• **Your instructions**:
Of all the lines below, return only those starting with the line holding "(i) - Display" and going on through the line holding "name> - Buy", exactly as written.

• **Records from a collection**:
━━━

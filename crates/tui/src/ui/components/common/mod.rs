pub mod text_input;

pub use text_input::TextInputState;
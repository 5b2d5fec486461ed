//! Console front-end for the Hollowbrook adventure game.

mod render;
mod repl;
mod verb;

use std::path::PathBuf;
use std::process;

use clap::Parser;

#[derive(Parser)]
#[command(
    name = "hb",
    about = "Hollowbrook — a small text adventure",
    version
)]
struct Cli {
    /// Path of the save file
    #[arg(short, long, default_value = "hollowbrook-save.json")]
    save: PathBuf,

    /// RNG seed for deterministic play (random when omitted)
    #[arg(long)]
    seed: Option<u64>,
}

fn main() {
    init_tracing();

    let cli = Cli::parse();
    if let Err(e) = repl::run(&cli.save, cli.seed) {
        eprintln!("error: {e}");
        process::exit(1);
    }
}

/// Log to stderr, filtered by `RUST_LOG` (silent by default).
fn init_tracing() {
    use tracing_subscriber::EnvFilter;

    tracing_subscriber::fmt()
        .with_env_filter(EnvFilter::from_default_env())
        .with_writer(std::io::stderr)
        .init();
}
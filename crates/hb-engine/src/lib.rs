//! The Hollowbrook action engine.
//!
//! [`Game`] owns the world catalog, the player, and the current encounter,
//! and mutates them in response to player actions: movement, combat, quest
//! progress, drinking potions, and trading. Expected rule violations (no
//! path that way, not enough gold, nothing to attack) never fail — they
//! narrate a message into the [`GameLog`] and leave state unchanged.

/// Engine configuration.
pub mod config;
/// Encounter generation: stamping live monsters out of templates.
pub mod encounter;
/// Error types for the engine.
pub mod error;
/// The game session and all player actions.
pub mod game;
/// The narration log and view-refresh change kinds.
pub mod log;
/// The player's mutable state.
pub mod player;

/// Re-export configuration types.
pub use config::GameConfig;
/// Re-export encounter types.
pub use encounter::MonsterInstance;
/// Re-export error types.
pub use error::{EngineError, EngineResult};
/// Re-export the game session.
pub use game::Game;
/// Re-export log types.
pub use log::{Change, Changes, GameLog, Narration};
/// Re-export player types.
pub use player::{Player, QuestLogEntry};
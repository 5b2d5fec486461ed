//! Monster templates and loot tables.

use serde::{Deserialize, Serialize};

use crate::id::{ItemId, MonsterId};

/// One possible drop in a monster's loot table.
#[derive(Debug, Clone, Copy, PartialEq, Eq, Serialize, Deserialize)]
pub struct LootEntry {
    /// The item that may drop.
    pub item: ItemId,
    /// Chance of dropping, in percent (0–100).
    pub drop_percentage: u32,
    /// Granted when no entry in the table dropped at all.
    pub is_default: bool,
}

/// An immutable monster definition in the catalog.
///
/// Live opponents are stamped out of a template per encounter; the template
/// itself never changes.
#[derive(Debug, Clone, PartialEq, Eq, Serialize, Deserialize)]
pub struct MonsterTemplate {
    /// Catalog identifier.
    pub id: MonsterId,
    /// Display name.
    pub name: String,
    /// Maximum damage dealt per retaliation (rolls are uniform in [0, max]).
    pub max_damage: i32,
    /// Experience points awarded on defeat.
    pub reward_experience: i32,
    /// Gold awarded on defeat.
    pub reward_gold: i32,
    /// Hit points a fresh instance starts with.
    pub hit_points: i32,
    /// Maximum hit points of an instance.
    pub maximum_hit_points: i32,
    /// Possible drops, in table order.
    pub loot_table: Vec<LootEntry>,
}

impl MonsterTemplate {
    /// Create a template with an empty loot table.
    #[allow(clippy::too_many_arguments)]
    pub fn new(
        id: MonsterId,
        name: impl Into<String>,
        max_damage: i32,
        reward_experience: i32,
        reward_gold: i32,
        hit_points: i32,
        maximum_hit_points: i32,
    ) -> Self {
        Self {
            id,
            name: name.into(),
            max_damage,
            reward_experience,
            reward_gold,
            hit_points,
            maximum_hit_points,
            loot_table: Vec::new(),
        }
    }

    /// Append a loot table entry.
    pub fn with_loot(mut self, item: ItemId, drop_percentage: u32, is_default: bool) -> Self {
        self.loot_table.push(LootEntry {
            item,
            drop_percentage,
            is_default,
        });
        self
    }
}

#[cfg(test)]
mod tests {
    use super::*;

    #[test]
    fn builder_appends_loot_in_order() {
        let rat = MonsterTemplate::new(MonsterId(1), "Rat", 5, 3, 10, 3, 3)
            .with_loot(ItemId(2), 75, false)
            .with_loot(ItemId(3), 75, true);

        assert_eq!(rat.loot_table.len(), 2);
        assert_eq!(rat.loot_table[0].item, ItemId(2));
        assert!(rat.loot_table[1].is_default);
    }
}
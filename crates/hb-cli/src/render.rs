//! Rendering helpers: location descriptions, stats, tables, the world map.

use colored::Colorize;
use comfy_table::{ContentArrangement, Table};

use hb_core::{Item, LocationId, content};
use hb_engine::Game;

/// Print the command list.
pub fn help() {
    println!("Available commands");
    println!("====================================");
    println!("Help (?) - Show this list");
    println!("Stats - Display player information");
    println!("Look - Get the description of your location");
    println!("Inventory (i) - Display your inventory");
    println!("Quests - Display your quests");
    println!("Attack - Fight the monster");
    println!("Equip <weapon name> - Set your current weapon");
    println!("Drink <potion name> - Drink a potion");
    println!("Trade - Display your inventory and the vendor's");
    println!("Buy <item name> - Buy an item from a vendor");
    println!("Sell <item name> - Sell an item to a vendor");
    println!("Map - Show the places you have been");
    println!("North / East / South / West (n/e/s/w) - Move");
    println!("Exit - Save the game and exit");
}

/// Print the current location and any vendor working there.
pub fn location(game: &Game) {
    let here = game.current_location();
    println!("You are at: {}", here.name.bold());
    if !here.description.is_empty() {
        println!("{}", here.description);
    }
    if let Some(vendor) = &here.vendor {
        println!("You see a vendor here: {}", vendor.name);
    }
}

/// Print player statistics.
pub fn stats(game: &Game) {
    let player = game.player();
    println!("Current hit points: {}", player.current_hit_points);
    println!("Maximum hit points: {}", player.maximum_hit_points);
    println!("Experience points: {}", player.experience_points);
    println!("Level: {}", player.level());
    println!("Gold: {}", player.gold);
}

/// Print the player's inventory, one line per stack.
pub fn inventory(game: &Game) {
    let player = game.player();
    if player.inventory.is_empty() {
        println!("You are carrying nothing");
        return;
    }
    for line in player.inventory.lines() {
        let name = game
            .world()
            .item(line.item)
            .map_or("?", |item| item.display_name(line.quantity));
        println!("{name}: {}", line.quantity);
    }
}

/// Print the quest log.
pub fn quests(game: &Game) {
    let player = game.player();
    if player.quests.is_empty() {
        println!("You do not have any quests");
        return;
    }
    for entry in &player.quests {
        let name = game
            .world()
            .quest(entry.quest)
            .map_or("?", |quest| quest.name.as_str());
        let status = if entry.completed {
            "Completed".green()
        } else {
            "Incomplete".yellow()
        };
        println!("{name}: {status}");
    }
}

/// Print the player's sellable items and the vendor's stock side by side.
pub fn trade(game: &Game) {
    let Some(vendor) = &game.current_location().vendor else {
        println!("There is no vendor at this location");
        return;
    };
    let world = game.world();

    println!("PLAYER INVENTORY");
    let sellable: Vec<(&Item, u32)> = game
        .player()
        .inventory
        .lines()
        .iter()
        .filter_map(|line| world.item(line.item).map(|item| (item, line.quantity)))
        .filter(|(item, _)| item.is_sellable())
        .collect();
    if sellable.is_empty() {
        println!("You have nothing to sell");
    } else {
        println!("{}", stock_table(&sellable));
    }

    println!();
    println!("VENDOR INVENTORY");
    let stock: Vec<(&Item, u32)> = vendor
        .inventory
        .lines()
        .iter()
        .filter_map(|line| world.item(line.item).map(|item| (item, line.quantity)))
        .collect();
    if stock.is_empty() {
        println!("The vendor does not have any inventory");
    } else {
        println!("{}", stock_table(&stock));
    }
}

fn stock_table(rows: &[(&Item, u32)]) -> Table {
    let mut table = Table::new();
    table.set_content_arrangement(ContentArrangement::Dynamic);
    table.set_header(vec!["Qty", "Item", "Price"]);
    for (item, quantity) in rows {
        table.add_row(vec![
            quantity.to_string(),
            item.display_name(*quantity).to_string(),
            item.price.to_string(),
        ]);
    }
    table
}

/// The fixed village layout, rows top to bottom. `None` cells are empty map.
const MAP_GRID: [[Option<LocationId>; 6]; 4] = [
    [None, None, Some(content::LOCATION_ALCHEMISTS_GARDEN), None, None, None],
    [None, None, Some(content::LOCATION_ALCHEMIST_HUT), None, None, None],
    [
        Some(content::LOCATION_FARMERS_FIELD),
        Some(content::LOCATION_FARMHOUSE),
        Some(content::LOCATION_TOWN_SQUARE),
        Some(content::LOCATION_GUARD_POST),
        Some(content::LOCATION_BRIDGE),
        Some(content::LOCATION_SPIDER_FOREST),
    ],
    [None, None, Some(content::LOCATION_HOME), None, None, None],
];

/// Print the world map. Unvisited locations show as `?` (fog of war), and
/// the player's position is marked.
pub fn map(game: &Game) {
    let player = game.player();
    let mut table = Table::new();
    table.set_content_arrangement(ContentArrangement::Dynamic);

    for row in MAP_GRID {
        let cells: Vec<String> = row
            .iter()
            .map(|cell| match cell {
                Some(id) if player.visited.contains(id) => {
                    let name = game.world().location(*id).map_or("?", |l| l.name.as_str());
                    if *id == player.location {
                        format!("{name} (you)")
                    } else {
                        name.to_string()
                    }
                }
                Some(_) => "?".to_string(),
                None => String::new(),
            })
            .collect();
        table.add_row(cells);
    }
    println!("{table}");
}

━━━

• **Expected answer**:
    println!("Inventory (i) - Display your inventory");
    println!("Quests - Display your quests");
    println!("Attack - Fight the monster");
    println!("Equip <weapon name> - Set your current weapon");
    println!("Drink <potion name> - Drink a potion");
    println!("Trade - Display your inventory and the vendor's");
    println!("Buy <item name> - Buy an item from a vendor");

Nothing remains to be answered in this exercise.